83. Human Rights and Fundamental Freedom have been reiterated in the Universal Declaration of Human Rights. The human rights for woman is inalienable and it is an integral and an indivisible part of human rights. The full development of personality and fundamental freedoms and equal participation by women in political, social, economic and cultural life ar concomitants for national development and growth. All forms or dimensions of discrimination on ground of gender is violative of fundamental freedom and human rights. The Convention for elimination of all forms of discrimination against women was ratified by the United Nations Organisation on December 18, 1979 and the Government of India had ratified as an active participant on June 19, 1993. It has been reiterated that the discrimination against women violates the principle of equality, of rights as well as respect for human dignity. Article 1 of the Convention for Elimination of all forms of Discrimination Against Women (CEDAW) defines the expression "Discrimination Against Women" to mean "any distinction, exclusion or restriction made on the basis of sex which has the effect or purpose of impairing or nullifying the recognised enjoyment or exercise by women, irrespective of their marital status, on the basis of equality of men and women, all human rights and fundamental freedoms in the political, economic, social, cultural, civil or any other field."
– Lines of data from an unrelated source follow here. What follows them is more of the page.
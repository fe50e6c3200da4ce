//! HTTP handlers for learning paths and their assignments

use axum::{
    extract::{Path, Query, State},
    http::StatusCode,
    response::{IntoResponse, Response},
    Json,
};
use serde::Deserialize;
use shared::models::{Action, PathStatus, Resource};
use uuid::Uuid;

use crate::error::{AppError, AppResult};
use crate::middleware::CurrentUser;
use crate::services::learning_path::{
    AssignPathInput, AssignmentSummary, CreatePathInput, LearningPath, LearningPathService,
    PathCourse, PathCourseInput, PathDetail, UpdatePathInput, UserPathDetail,
};
use crate::AppState;

#[derive(Debug, Deserialize)]
pub struct PathQuery {
    pub status: Option<PathStatus>,
}

#[derive(Debug, Deserialize)]
pub struct PathStatusRequest {
    pub status: PathStatus,
}

#[derive(Debug, Deserialize)]
pub struct ExpiringAssignmentsQuery {
    pub days: Option<i64>,
}

const DEFAULT_EXPIRING_DAYS: i64 = 7;

/// List paths; learners only see active ones
pub async fn list_paths(
    State(state): State<AppState>,
    current_user: CurrentUser,
    Query(query): Query<PathQuery>,
) -> AppResult<Json<Vec<LearningPath>>> {
    let status = if current_user.0.has_permission(Resource::LearningPath, Action::View) {
        query.status
    } else {
        Some(PathStatus::Active)
    };
    let paths = LearningPathService::new(state.db).list_paths(status).await?;
    Ok(Json(paths))
}

pub async fn get_path(
    State(state): State<AppState>,
    current_user: CurrentUser,
    Path(path_id): Path<Uuid>,
) -> AppResult<Json<PathDetail>> {
    let detail = LearningPathService::new(state.db).get_detail(path_id).await?;
    if detail.path.status != PathStatus::Active {
        current_user.0.require(Resource::LearningPath, Action::View)?;
    }
    Ok(Json(detail))
}

pub async fn create_path(
    State(state): State<AppState>,
    current_user: CurrentUser,
    Json(input): Json<CreatePathInput>,
) -> AppResult<(StatusCode, Json<LearningPath>)> {
    current_user.0.require(Resource::LearningPath, Action::Create)?;
    let path = LearningPathService::new(state.db)
        .create_path(current_user.0.user_id, input)
        .await?;
    Ok((StatusCode::CREATED, Json(path)))
}

pub async fn update_path(
    State(state): State<AppState>,
    current_user: CurrentUser,
    Path(path_id): Path<Uuid>,
    Json(input): Json<UpdatePathInput>,
) -> AppResult<Json<LearningPath>> {
    current_user.0.require(Resource::LearningPath, Action::Edit)?;
    let path = LearningPathService::new(state.db)
        .update_path(path_id, input)
        .await?;
    Ok(Json(path))
}

pub async fn set_path_status(
    State(state): State<AppState>,
    current_user: CurrentUser,
    Path(path_id): Path<Uuid>,
    Json(body): Json<PathStatusRequest>,
) -> AppResult<Json<LearningPath>> {
    current_user.0.require(Resource::LearningPath, Action::Edit)?;
    let path = LearningPathService::new(state.db)
        .set_status(path_id, body.status)
        .await?;
    Ok(Json(path))
}

pub async fn add_path_course(
    State(state): State<AppState>,
    current_user: CurrentUser,
    Path(path_id): Path<Uuid>,
    Json(input): Json<PathCourseInput>,
) -> AppResult<(StatusCode, Json<PathCourse>)> {
    current_user.0.require(Resource::LearningPath, Action::Edit)?;
    let course = LearningPathService::new(state.db)
        .add_course(path_id, input)
        .await?;
    Ok((StatusCode::CREATED, Json(course)))
}

pub async fn remove_path_course(
    State(state): State<AppState>,
    current_user: CurrentUser,
    Path((path_id, course_id)): Path<(Uuid, Uuid)>,
) -> AppResult<StatusCode> {
    current_user.0.require(Resource::LearningPath, Action::Edit)?;
    LearningPathService::new(state.db)
        .remove_course(path_id, course_id)
        .await?;
    Ok(StatusCode::NO_CONTENT)
}

/// Assign a path to one user or to every active user of a job profile
pub async fn assign_path(
    State(state): State<AppState>,
    current_user: CurrentUser,
    Path(path_id): Path<Uuid>,
    Json(input): Json<AssignPathInput>,
) -> AppResult<Response> {
    current_user.0.require(Resource::LearningPath, Action::Assign)?;
    let service = LearningPathService::new(state.db);
    let assigned_by = Some(current_user.0.user_id);

    match (input.user_id, input.job_profile.as_deref()) {
        (Some(user_id), None) => {
            let assignment = service
                .assign(path_id, user_id, input.due_date, assigned_by)
                .await?;
            Ok((StatusCode::CREATED, Json(assignment)).into_response())
        }
        (None, Some(profile)) => {
            let result = service
                .assign_by_profile(path_id, profile, input.due_date, assigned_by)
                .await?;
            Ok((StatusCode::OK, Json(result)).into_response())
        }
        _ => Err(AppError::validation(
            "user_id",
            "Provide either user_id or job_profile",
            "Indique user_id o job_profile",
        )),
    }
}

pub async fn my_paths(
    State(state): State<AppState>,
    current_user: CurrentUser,
) -> AppResult<Json<Vec<AssignmentSummary>>> {
    let assignments = LearningPathService::new(state.db)
        .my_assignments(current_user.0.user_id)
        .await?;
    Ok(Json(assignments))
}

/// The caller's progress through a path, course by course
pub async fn my_path_detail(
    State(state): State<AppState>,
    current_user: CurrentUser,
    Path(path_id): Path<Uuid>,
) -> AppResult<Json<UserPathDetail>> {
    let detail = LearningPathService::new(state.db)
        .user_path_detail(path_id, current_user.0.user_id)
        .await?;
    Ok(Json(detail))
}

pub async fn user_path_detail(
    State(state): State<AppState>,
    current_user: CurrentUser,
    Path((path_id, user_id)): Path<(Uuid, Uuid)>,
) -> AppResult<Json<UserPathDetail>> {
    current_user.0.require_self_or(user_id, Resource::LearningPath)?;
    let detail = LearningPathService::new(state.db)
        .user_path_detail(path_id, user_id)
        .await?;
    Ok(Json(detail))
}

pub async fn expiring_assignments(
    State(state): State<AppState>,
    current_user: CurrentUser,
    Query(query): Query<ExpiringAssignmentsQuery>,
) -> AppResult<Json<Vec<AssignmentSummary>>> {
    current_user.0.require(Resource::LearningPath, Action::View)?;
    let days = query.days.unwrap_or(DEFAULT_EXPIRING_DAYS).max(0);
    let assignments = LearningPathService::new(state.db).expiring(days).await?;
    Ok(Json(assignments))
}
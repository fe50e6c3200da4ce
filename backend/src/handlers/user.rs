//! HTTP handlers for user administration

use axum::{
    extract::{Path, Query, State},
    http::StatusCode,
    Json,
};
use shared::models::{Action, Resource};
use shared::types::PaginatedResponse;
use uuid::Uuid;

use crate::error::AppResult;
use crate::middleware::CurrentUser;
use crate::services::user::{
    CreateUserInput, UpdateUserInput, User, UserFilters, UserProfile, UserService,
};
use crate::AppState;

/// List users
pub async fn list_users(
    State(state): State<AppState>,
    current_user: CurrentUser,
    Query(filters): Query<UserFilters>,
) -> AppResult<Json<PaginatedResponse<User>>> {
    current_user.0.require(Resource::User, Action::View)?;
    let users = UserService::new(state.db).list_users(filters).await?;
    Ok(Json(users))
}

/// Create a user
pub async fn create_user(
    State(state): State<AppState>,
    current_user: CurrentUser,
    Json(input): Json<CreateUserInput>,
) -> AppResult<(StatusCode, Json<User>)> {
    current_user.0.require(Resource::User, Action::Create)?;
    let user = UserService::new(state.db).create_user(input).await?;
    Ok((StatusCode::CREATED, Json(user)))
}

/// Get a user profile
pub async fn get_user(
    State(state): State<AppState>,
    current_user: CurrentUser,
    Path(user_id): Path<Uuid>,
) -> AppResult<Json<UserProfile>> {
    current_user.0.require_self_or(user_id, Resource::User)?;
    let user = UserService::new(state.db).get_user(user_id).await?;
    Ok(Json(user.into()))
}

/// Update a user
pub async fn update_user(
    State(state): State<AppState>,
    current_user: CurrentUser,
    Path(user_id): Path<Uuid>,
    Json(input): Json<UpdateUserInput>,
) -> AppResult<Json<User>> {
    current_user.0.require(Resource::User, Action::Edit)?;
    let user = UserService::new(state.db).update_user(user_id, input).await?;
    Ok(Json(user))
}

/// Deactivate a user
pub async fn deactivate_user(
    State(state): State<AppState>,
    current_user: CurrentUser,
    Path(user_id): Path<Uuid>,
) -> AppResult<Json<User>> {
    current_user.0.require(Resource::User, Action::Delete)?;
    let user = UserService::new(state.db)
        .deactivate_user(user_id, current_user.0.user_id)
        .await?;
    Ok(Json(user))
}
84. In Mariamma v. Hindustan Latex Ltd., reported in 1994-I-LLJ-488 (Ker) BALAKRISHNAN, J., as he then was, had occasion to consider the denial of promotion to a lady security guard on ground of sex by the employer namely Hindustan Latex Ltd., a Government of India undertaking and the petitioner therein contended that such denial is a discrimination and is violative of Articles 16(1) and 16(2) of the Constitution. The challenge had been upheld by the learned Judge as the denial of promotion is purely on the ground that the petitioner is a female employee and such a denial is a clear violation of Article 16(2) of the Constitution- The same principle could be applied equally in the present case and the only difference being the employer in the said case is a Government of India undertaking which is amenable to writ-jurisdiction and Articles 14, 16 and 19 could directly be invoked in respect of such employment as it is a public employment. The said decision had been confirmed by a Division Bench of the Kerala High Court in Hindustan Latex Ltd. v. Mariamma (supra).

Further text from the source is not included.